> **Task statement**
The expected answer is the set of lines in the data below between the line holding "filename crates/action-locator/src/resolver.rs" and the line holding "use voicecart_core_types::RouteContext;", inclusive, written out exactly.

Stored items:
· · · · ·

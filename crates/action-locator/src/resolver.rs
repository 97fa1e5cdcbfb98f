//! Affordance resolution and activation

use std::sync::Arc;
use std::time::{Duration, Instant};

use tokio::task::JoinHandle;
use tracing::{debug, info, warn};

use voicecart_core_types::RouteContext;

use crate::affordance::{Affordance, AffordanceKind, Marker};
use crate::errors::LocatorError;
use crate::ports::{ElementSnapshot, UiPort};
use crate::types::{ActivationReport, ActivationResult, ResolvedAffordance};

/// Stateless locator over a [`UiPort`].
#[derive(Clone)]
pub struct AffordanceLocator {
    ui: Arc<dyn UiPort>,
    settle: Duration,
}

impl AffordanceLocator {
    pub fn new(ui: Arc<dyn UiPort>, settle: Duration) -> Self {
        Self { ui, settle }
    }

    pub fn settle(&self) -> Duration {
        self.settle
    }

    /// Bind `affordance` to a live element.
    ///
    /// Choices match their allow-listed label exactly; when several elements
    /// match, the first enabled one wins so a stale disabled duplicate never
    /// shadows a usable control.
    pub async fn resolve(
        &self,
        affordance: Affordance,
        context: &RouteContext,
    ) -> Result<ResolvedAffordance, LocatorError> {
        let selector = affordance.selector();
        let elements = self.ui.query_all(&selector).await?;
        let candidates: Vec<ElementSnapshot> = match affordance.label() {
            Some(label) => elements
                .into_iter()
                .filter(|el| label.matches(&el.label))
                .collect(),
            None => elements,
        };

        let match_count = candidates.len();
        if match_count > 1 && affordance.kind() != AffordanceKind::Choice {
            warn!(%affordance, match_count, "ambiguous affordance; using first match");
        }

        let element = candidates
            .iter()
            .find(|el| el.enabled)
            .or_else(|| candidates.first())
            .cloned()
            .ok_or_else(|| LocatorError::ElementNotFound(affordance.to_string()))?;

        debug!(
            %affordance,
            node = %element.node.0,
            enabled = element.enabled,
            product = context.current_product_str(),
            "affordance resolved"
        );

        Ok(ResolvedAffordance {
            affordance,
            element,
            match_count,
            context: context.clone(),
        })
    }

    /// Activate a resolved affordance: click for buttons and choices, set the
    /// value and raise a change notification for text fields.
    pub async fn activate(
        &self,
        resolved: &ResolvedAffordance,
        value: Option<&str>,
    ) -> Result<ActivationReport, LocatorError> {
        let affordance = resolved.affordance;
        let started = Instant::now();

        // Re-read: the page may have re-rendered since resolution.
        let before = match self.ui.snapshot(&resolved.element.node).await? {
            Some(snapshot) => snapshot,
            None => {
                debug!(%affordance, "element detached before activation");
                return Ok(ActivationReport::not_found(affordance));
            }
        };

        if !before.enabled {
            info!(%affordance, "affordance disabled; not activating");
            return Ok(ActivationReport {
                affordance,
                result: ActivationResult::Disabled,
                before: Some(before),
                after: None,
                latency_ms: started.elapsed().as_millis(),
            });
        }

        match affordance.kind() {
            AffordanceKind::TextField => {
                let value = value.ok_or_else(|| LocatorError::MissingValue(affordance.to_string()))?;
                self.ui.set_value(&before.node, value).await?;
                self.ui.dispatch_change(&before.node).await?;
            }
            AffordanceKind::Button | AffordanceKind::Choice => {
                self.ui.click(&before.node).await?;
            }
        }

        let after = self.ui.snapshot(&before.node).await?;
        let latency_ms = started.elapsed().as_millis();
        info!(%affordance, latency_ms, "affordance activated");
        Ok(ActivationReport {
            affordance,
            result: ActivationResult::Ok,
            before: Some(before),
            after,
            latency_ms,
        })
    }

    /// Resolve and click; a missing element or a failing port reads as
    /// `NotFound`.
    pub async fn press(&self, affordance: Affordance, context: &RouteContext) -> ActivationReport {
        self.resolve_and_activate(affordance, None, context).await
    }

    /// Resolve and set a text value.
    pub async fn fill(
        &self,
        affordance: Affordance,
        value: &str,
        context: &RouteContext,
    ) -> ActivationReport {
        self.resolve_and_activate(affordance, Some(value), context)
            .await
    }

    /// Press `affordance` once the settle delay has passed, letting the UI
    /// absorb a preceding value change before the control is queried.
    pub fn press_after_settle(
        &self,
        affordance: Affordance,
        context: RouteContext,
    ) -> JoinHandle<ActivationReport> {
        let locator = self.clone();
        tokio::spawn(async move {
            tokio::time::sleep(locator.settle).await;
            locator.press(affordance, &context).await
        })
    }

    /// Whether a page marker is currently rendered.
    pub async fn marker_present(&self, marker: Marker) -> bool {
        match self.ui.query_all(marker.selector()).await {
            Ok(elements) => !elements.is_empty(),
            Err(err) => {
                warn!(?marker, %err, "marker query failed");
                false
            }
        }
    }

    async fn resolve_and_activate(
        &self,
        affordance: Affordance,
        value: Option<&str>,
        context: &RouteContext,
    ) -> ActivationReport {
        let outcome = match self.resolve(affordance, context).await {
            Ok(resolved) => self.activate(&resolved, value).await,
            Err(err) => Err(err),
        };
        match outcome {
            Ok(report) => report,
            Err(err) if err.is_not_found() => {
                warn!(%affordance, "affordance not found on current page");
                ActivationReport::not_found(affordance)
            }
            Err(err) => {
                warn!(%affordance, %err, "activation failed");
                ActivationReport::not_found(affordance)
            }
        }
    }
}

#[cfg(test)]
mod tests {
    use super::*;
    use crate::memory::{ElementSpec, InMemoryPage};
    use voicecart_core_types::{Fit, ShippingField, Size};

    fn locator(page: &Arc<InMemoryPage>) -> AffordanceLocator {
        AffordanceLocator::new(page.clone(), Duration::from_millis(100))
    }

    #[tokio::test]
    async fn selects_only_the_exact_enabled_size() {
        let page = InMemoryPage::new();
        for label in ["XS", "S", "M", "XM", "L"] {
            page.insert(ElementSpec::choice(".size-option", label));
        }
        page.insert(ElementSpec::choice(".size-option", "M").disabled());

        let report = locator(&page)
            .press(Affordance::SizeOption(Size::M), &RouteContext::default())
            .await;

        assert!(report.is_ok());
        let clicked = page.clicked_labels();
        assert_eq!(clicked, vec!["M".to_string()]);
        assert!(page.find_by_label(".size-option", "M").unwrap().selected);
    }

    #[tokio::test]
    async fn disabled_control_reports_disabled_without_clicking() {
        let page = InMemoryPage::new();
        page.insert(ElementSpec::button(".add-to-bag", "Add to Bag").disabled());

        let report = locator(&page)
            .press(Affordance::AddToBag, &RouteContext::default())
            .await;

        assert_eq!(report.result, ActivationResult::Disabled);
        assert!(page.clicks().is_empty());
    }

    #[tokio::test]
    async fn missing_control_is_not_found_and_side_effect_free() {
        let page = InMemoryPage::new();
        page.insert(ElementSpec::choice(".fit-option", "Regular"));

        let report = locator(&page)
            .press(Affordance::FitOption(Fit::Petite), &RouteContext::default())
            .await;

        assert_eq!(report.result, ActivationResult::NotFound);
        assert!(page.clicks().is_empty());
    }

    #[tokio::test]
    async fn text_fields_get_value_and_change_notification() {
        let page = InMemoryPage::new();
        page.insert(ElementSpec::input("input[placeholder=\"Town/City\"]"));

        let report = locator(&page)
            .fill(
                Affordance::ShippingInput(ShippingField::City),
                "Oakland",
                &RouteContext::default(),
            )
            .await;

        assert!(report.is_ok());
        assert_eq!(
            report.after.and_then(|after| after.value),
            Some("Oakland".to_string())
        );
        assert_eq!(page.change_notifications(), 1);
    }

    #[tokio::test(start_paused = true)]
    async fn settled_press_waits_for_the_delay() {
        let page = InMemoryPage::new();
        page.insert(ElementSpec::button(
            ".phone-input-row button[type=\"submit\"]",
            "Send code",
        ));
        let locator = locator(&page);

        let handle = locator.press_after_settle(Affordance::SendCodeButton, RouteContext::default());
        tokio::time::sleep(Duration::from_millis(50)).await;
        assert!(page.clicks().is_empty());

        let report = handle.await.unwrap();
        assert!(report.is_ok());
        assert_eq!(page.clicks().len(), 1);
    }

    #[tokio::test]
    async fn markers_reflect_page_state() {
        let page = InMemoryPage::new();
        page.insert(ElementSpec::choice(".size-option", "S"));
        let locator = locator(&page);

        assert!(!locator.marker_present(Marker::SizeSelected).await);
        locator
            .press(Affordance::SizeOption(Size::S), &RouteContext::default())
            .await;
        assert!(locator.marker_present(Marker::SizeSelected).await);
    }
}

· · · · ·

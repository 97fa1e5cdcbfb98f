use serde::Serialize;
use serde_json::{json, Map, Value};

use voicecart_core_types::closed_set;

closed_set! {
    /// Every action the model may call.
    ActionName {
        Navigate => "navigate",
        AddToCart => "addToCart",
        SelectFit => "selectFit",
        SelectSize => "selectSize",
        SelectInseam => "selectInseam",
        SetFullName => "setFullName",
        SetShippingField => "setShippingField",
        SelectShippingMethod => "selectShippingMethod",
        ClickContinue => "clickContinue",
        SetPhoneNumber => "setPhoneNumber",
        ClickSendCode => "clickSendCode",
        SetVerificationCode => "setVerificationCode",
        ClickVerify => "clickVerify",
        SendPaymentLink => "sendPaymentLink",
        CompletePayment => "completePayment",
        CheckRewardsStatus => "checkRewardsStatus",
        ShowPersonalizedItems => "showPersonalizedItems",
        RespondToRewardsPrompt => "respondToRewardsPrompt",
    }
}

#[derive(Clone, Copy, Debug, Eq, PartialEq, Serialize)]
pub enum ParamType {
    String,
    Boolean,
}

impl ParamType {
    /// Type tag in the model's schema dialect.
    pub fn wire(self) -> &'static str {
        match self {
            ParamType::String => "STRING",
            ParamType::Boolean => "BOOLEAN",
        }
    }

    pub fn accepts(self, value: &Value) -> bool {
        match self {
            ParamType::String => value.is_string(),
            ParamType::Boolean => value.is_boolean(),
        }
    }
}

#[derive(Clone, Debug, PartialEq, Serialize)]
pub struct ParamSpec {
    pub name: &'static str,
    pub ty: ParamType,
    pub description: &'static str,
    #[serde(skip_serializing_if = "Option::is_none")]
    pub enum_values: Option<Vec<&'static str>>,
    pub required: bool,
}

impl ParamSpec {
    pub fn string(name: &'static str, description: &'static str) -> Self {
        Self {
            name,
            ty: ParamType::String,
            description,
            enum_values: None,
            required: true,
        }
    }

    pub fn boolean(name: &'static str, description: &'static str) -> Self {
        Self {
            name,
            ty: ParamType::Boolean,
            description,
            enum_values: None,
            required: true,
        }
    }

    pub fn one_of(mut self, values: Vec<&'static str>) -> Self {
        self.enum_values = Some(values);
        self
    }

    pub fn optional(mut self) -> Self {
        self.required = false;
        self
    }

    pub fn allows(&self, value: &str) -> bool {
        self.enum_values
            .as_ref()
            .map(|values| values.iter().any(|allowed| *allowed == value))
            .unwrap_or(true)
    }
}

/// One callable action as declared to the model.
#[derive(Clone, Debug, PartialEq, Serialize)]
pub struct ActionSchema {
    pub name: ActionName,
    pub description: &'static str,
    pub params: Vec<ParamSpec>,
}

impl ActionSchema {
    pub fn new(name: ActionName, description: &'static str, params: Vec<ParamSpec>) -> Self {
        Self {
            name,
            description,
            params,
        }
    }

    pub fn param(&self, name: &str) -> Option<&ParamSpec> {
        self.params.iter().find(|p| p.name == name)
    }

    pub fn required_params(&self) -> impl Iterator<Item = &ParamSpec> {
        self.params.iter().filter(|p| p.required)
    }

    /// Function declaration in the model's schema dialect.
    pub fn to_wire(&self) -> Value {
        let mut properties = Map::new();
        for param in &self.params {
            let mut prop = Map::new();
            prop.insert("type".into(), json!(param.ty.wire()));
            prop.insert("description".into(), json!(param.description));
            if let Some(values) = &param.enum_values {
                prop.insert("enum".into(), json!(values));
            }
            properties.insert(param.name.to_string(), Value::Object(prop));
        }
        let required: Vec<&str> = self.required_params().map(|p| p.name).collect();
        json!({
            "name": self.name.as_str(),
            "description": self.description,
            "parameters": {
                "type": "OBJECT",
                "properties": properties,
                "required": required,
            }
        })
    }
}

· · · · ·

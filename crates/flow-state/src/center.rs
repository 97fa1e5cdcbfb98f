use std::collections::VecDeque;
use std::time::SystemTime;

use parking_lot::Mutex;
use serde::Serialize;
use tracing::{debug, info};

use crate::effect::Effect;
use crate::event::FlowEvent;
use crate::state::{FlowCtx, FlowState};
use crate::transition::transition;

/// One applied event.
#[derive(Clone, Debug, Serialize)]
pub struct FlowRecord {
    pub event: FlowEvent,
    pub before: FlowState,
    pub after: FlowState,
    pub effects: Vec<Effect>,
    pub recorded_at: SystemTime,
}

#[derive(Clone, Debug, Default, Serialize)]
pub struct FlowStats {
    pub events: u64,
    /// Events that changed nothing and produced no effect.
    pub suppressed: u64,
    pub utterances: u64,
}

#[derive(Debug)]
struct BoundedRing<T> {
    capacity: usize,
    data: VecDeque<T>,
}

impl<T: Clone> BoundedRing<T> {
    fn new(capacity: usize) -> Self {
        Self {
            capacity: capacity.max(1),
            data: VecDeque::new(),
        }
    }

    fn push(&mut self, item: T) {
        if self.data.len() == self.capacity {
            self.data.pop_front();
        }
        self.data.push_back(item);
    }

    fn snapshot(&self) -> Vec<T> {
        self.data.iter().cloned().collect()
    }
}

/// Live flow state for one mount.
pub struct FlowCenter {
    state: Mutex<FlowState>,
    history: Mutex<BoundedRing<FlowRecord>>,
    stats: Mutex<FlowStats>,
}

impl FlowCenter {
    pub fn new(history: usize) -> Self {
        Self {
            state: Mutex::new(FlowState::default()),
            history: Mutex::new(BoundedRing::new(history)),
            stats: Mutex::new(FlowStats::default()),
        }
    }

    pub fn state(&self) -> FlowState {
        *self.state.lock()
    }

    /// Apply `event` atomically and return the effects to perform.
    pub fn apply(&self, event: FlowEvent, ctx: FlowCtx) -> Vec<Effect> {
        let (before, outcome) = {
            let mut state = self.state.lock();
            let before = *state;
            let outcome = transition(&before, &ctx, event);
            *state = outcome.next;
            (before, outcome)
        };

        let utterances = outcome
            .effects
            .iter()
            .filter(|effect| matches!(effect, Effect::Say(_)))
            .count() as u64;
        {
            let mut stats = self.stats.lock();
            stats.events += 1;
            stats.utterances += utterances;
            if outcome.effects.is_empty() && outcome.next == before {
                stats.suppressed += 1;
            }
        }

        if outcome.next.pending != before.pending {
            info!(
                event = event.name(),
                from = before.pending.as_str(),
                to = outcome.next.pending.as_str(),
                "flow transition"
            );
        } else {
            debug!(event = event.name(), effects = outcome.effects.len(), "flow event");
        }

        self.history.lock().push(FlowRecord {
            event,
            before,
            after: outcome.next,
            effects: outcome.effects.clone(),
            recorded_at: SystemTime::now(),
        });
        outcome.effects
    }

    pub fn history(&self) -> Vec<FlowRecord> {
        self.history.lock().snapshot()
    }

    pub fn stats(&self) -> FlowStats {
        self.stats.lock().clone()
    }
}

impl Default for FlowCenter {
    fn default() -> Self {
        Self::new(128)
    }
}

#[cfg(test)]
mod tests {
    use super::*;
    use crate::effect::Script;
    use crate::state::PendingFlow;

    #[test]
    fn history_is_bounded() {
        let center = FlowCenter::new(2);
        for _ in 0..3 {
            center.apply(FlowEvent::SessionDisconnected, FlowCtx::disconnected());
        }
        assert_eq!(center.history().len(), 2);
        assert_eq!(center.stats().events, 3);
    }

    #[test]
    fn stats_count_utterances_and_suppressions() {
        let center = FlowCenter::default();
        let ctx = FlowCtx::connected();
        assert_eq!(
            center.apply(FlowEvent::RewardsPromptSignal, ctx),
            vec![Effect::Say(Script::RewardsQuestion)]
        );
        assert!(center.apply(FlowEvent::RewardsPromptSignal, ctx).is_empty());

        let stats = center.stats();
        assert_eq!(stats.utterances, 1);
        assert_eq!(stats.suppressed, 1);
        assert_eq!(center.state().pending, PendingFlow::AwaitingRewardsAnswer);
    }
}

· · · · ·

> **Exercise output**
filename crates/action-locator/src/resolver.rs
repository 97fa1e5cdcbfb98f
//! Affordance resolution and activation

use std::sync::Arc;
use std::time::{Duration, Instant};

use tokio::task::JoinHandle;
use tracing::{debug, info, warn};

use voicecart_core_types::RouteContext;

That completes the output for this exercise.